Brett Favre Accused Of Diverting Funds Meant For Welfare Programs To His Own Pet Projects

Brett Favre is a former NFL quarterback and a member of the Pro Football Hall of Fame. He made approximately $138 million during his football career. He has also donated over $130,000 to the University of Southern Mississippi Athletic Foundation.

At first glance, it might sound good that Favre has given back to college athletics, but when you take a closer look at where the money came from, it doesn’t look so good anymore.

Favre has a charity called Favre 4 Hope. The charity’s mission statement is to support “disadvantaged and disabled children and breast cancer patients.” The charity receives donations, and the people who donate believe that their money is going towards helping “disadvantaged and disabled children and breast cancer patients.” Is it? ESPN reports that the charity’s tax records show otherwise.

Between 2011 and 2017, Favre 4 Hope gave the USM Athletic Foundation a total of $47,900. Oh, by the way, Favre’s daughter enrolled at USM in 2017. After she enrolled, the charity’s contributions to the school’s athletic division increased.

In 2018, the charity donated $60,000 to the USM Athletic Foundation. Meanwhile, donations to other organizations were $10,000 or less. In 2019, Favre 4 Hope gave another $47,817 to the USM Athletic Foundation. Again, donations to other organizations were significantly less, the highest being $11,000 to Special Olympics. Then in 2020, Favre 4 Hope donated another $26,175 to the USM Athletic Foundation. Again, donations to other organizations were $10,000 or less. Between 2018 and 2020, Favre 4 Hope donated significantly more to the USM Athletic Foundations than any other organization. Does that sound like money helping “disadvantaged and disabled children and breast cancer patients” to you?

The USM Athletic Foundation isn’t the only non-breast cancer or disadvantaged children organization that received funds from Favre 4 Hope. In 2015, when Favre’s daughter was in high school, his charity donated $60,000 to the school’s booster club.

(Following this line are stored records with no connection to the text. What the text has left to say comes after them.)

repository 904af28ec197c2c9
#[cfg(feature = "cli")]
use std::sync::Mutex;
#[cfg(feature = "cli")]
use std::time::{Duration, Instant};
#[cfg(feature = "cli")]
use sysinfo::{Pid, ProcessRefreshKind, ProcessesToUpdate, System};

#[cfg(feature = "cli")]
#[derive(Debug, Clone)]
pub struct PhaseStats {
    pub cpu_usage: f32,
    pub memory_mb: u64,
    pub peak_memory_mb: u64,
    pub elapsed: Duration,
}

/// 每個管道階段結束時記錄本行程的 CPU 與記憶體
#[cfg(feature = "cli")]
pub struct SystemMonitor {
    inner: Option<MonitorState>,
}

#[cfg(feature = "cli")]
struct MonitorState {
    system: Mutex<System>,
    pid: Pid,
    started: Instant,
    peak_memory_mb: Mutex<u64>,
}

#[cfg(feature = "cli")]
impl SystemMonitor {
    pub fn new(enabled: bool) -> Self {
        // 取不到 PID 時直接停用監控
        let inner = match (enabled, sysinfo::get_current_pid()) {
            (true, Ok(pid)) => {
                let mut system = System::new();
                system.refresh_processes_specifics(
                    ProcessesToUpdate::Some(&[pid]),
                    true,
                    ProcessRefreshKind::everything(),
                );
                Some(MonitorState {
                    system: Mutex::new(system),
                    pid,
                    started: Instant::now(),
                    peak_memory_mb: Mutex::new(0),
                })
            }
            (true, Err(e)) => {
                tracing::warn!("System monitoring disabled: {}", e);
                None
            }
            (false, _) => None,
        };
        Self { inner }
    }

    pub fn snapshot(&self) -> Option<PhaseStats> {
        let state = self.inner.as_ref()?;
        let mut system = state.system.lock().ok()?;
        system.refresh_processes_specifics(
            ProcessesToUpdate::Some(&[state.pid]),
            true,
            ProcessRefreshKind::everything(),
        );
        let process = system.process(state.pid)?;
        let memory_mb = process.memory() / 1024 / 1024;

        let mut peak = state.peak_memory_mb.lock().ok()?;
        *peak = (*peak).max(memory_mb);

        Some(PhaseStats {
            cpu_usage: process.cpu_usage(),
            memory_mb,
            peak_memory_mb: *peak,
            elapsed: state.started.elapsed(),
        })
    }

    pub fn log_phase(&self, phase: &str) {
        if let Some(stats) = self.snapshot() {
            tracing::info!(
                "📊 {} - CPU: {:.1}%, Memory: {}MB, Peak: {}MB, Time: {:?}",
                phase,
                stats.cpu_usage,
                stats.memory_mb,
                stats.peak_memory_mb,
                stats.elapsed
            );
        }
    }

    pub fn log_final(&self) {
        if let Some(stats) = self.snapshot() {
            tracing::info!(
                "📊 Final Stats - Total Time: {:?}, Peak Memory: {}MB",
                stats.elapsed,
                stats.peak_memory_mb
            );
        }
    }

    pub fn is_enabled(&self) -> bool {
        self.inner.is_some()
    }
}

#[cfg(not(feature = "cli"))]
pub struct SystemMonitor;

#[cfg(not(feature = "cli"))]
impl SystemMonitor {
    pub fn new(_enabled: bool) -> Self {
        Self
    }

    pub fn log_phase(&self, _phase: &str) {}

    pub fn log_final(&self) {}

    pub fn is_enabled(&self) -> bool {
        false
    }
}

impl Default for SystemMonitor {
    fn default() -> Self {
        Self::new(false)
    }
}

#[cfg(all(test, feature = "cli"))]
mod tests {
    use super::*;

    #[test]
    fn test_disabled_monitor_reports_nothing() {
        let monitor = SystemMonitor::new(false);
        assert!(!monitor.is_enabled());
        assert!(monitor.snapshot().is_none());
    }
}
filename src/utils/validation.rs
use crate::utils::error::{Result, ToolkitError};
use regex::Regex;
use std::sync::LazyLock;
use url::Url;

static IDENTIFIER: LazyLock<Regex> =
    LazyLock::new(|| Regex::new(r"^[A-Za-z_][A-Za-z0-9_$]{0,63}$").expect("valid identifier regex"));

pub trait Validate {
    fn validate(&self) -> Result<()>;
}

fn invalid(field_name: &str, value: impl ToString, reason: impl Into<String>) -> ToolkitError {
    ToolkitError::InvalidConfigValueError {
        field: field_name.to_string(),
        value: value.to_string(),
        reason: reason.into(),
    }
}

pub fn validate_url(field_name: &str, url_str: &str) -> Result<()> {
    if url_str.is_empty() {
        return Err(invalid(field_name, url_str, "URL cannot be empty"));
    }

    match Url::parse(url_str) {
        Ok(url) => match url.scheme() {
            "http" | "https" => Ok(()),
            scheme => Err(invalid(
                field_name,
                url_str,
                format!("Unsupported URL scheme: {}", scheme),
            )),
        },
        Err(e) => Err(invalid(field_name, url_str, format!("Invalid URL format: {}", e))),
    }
}

pub fn validate_path(field_name: &str, path: &str) -> Result<()> {
    if path.is_empty() {
        return Err(invalid(field_name, path, "Path cannot be empty"));
    }
    if path.contains('\0') {
        return Err(invalid(field_name, path, "Path contains null bytes"));
    }
    Ok(())
}

pub fn validate_positive_number(field_name: &str, value: usize, min_value: usize) -> Result<()> {
    if value < min_value {
        return Err(invalid(
            field_name,
            value,
            format!("Value must be at least {}", min_value),
        ));
    }
    Ok(())
}

pub fn validate_non_empty_list<T>(field_name: &str, values: &[T]) -> Result<()> {
    if values.is_empty() {
        return Err(invalid(field_name, "[]", "At least one value is required"));
    }
    Ok(())
}

pub fn validate_non_empty_string(field_name: &str, value: &str) -> Result<()> {
    if value.trim().is_empty() {
        return Err(invalid(
            field_name,
            value,
            "Value cannot be empty or whitespace-only",
        ));
    }
    Ok(())
}

/// SQL 識別字只允許字母、數字、底線與 `$`
pub fn validate_sql_identifier(field_name: &str, value: &str) -> Result<()> {
    if !IDENTIFIER.is_match(value) {
        return Err(invalid(
            field_name,
            value,
            "Must be a plain identifier (letters, digits, '_' or '$', not starting with a digit)",
        ));
    }
    Ok(())
}

pub fn validate_range<T: PartialOrd + std::fmt::Display + Copy>(
    field_name: &str,
    value: T,
    min: T,
    max: T,
) -> Result<()> {
    if value < min || value > max {
        return Err(invalid(
            field_name,
            value,
            format!("Value must be between {} and {}", min, max),
        ));
    }
    Ok(())
}
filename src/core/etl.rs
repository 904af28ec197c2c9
use crate::core::Pipeline;
use crate::utils::error::Result;
use crate::utils::monitor::SystemMonitor;

pub struct EtlEngine<P: Pipeline> {
    pipeline: P,
    monitor: SystemMonitor,
}

impl<P: Pipeline> EtlEngine<P> {
    pub fn new(pipeline: P) -> Self {
        Self::new_with_monitoring(pipeline, false)
    }

    pub fn new_with_monitoring(pipeline: P, monitor_enabled: bool) -> Self {
        Self {
            pipeline,
            monitor: SystemMonitor::new(monitor_enabled),
        }
    }

    pub async fn run(&self) -> Result<String> {
        tracing::info!("Starting ETL process...");

        // Extract
        let pages = self.pipeline.extract().await?;
        tracing::info!("Extracted {} pages", pages.len());
        self.monitor.log_phase("Extract");

        // Transform
        let transformed = self.pipeline.transform(pages).await?;
        tracing::info!("Transformed {} records", transformed.records.len());
        self.monitor.log_phase("Transform");

        // Load
        let output_path = self.pipeline.load(transformed).await?;
        tracing::info!("Output saved to: {}", output_path);
        self.monitor.log_phase("Load");

        self.monitor.log_final();
        Ok(output_path)
    }
}
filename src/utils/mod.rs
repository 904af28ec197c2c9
pub mod error;
pub mod logger;
pub mod monitor;
pub mod validation;
use crate::core::Storage;
use crate::utils::error::Result;
use std::path::{Path, PathBuf};

/// 將輸出寫到本機目錄
#[derive(Debug, Clone)]
pub struct LocalStorage {
    base_path: PathBuf,
}

impl LocalStorage {
    pub fn new(base_path: impl Into<PathBuf>) -> Self {
        Self {
            base_path: base_path.into(),
        }
    }

    pub fn base_path(&self) -> &Path {
        &self.base_path
    }
}

impl Storage for LocalStorage {
    async fn write_file(&self, path: &str, data: &[u8]) -> Result<()> {
        let full_path = self.base_path.join(path);

        if let Some(parent) = full_path.parent() {
            tokio::fs::create_dir_all(parent).await?;
        }

        tokio::fs::write(full_path, data).await?;
        Ok(())
    }
}
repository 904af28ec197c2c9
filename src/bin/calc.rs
use clap::Parser;
use prework_toolkit::CalcArgs;

fn main() {
    // 未指定運算時 clap 會以用法錯誤（退出碼 2）結束
    let args = CalcArgs::parse();
    let operation = args.operation();

    match operation.describe(args.n1, args.n2) {
        Ok(sentence) => println!("{}", sentence),
        Err(e) => {
            eprintln!("Error: {}", e);
            std::process::exit(1);
        }
    }
}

Two years earlier, his charity donated $10,000 to the school’s booster club.

Are these donations legal? According to Laurie Styron, executive director of watchdog group Charity Watch, “If the charity told donors it was raising money for breast cancer but then spends the resulting donations on an athletic facility, the people running the organization are not fulfilling their obligations to spend the nonprofit’s donations the way its donors intended.” Styron told ESPN, “Charities are not personal piggy banks for their founders to tap into for pet projects. Celebrity athletes don’t get a free pass, and if anything, should feel more of a personal obligation to set a good example by operating not only legally within the rules, but ethically so.”

Besides using funds from his charity to help out schools his daughter was attending, Favre is under fire for another issue – welfare funds. According to text messages, Favre diverted $5 million in welfare funds to a volleyball stadium. In addition, he received $1.1 million as payment for appearances he never made.

Favre has since paid back the $1.1 million and claims he doesn’t know where that money came from. According to Favre’s attorney, he didn’t knew that he had received welfare funds.